• [Problem description] Copy out each line of the data below in which the string "replace" appears.

Entries supplied: Begin

use std::{collections::HashMap, fs, path::Path, path::PathBuf};

use anyhow::{bail, Context};
use serde::Deserialize;
use site_core::admin::DEFAULT_EXPORT_SECRET;
use url::Url;

pub const DEFAULT_CONFIG_FILE: &str = "awoc.toml";

#[derive(Debug, Clone, PartialEq, Eq, Deserialize)]
pub struct Settings {
    pub database_url: String,
    pub remote_url: Option<String>,
    pub export_secret: String,
    pub export_dir: PathBuf,
}

impl Default for Settings {
    fn default() -> Self {
        Self {
            database_url: "sqlite://./data/awoc.db".into(),
            remote_url: None,
            export_secret: DEFAULT_EXPORT_SECRET.into(),
            export_dir: PathBuf::from("./exports"),
        }
    }
}

impl Settings {
    /// Parsed remote records endpoint, if one is configured.
    pub fn remote_endpoint(&self) -> anyhow::Result<Option<Url>> {
        let Some(raw) = self.remote_url.as_deref().map(str::trim) else {
            return Ok(None);
        };
        if raw.is_empty() {
            return Ok(None);
        }

        let url = Url::parse(raw).with_context(|| format!("invalid remote url '{raw}'"))?;
        if !matches!(url.scheme(), "http" | "https") {
            bail!("remote url '{raw}' must use http or https");
        }
        Ok(Some(url))
    }
}

pub fn load_settings(config_path: Option<&Path>) -> Settings {
    let path = config_path.unwrap_or_else(|| Path::new(DEFAULT_CONFIG_FILE));
    load_settings_from(path, |key| std::env::var(key).ok())
}

/// File values override defaults and environment values override the file.
/// `APP__*` variables win over the short `AWOC_*` names.
pub fn load_settings_from(path: &Path, env: impl Fn(&str) -> Option<String>) -> Settings {
    let mut settings = Settings::default();

    if let Ok(raw) = fs::read_to_string(path) {
        if let Ok(file_cfg) = toml::from_str::<HashMap<String, String>>(&raw) {
            if let Some(v) = file_cfg.get("database_url") {
                settings.database_url = v.clone();
            }
            if let Some(v) = file_cfg.get("remote_url") {
                settings.remote_url = Some(v.clone());
            }
            if let Some(v) = file_cfg.get("export_secret") {
                settings.export_secret = v.clone();
            }
            if let Some(v) = file_cfg.get("export_dir") {
                settings.export_dir = PathBuf::from(v);
            }
        }
    }

    if let Some(v) = env("AWOC_DATABASE_URL") {
        settings.database_url = v;
    }
    if let Some(v) = env("APP__DATABASE_URL") {
        settings.database_url = v;
    }

    if let Some(v) = env("AWOC_REMOTE_URL") {
        settings.remote_url = Some(v);
    }
    if let Some(v) = env("APP__REMOTE_URL") {
        settings.remote_url = Some(v);
    }

    if let Some(v) = env("APP__EXPORT_SECRET") {
        settings.export_secret = v;
    }
    if let Some(v) = env("APP__EXPORT_DIR") {
        settings.export_dir = PathBuf::from(v);
    }

    settings.database_url = normalize_database_url(&settings.database_url);
    settings
}

pub fn normalize_database_url(raw_database_url: &str) -> String {
    let raw_database_url = raw_database_url.trim();

    if raw_database_url.is_empty() {
        return Settings::default().database_url;
    }

    if raw_database_url.starts_with("sqlite::memory:") || raw_database_url.contains("://") {
        return raw_database_url.to_string();
    }

    if let Some(path) = raw_database_url.strip_prefix("sqlite:") {
        let path = path.replace('\\', "/");
        return format!("sqlite://{path}");
    }

    format!("sqlite://{}", raw_database_url.replace('\\', "/"))
}

#[cfg(test)]
#[path = "tests/config_tests.rs"]
mod tests;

Entries supplied: End

• [Solution for this exercise]
        let path = path.replace('\\', "/");
    format!("sqlite://{}", raw_database_url.replace('\\', "/"))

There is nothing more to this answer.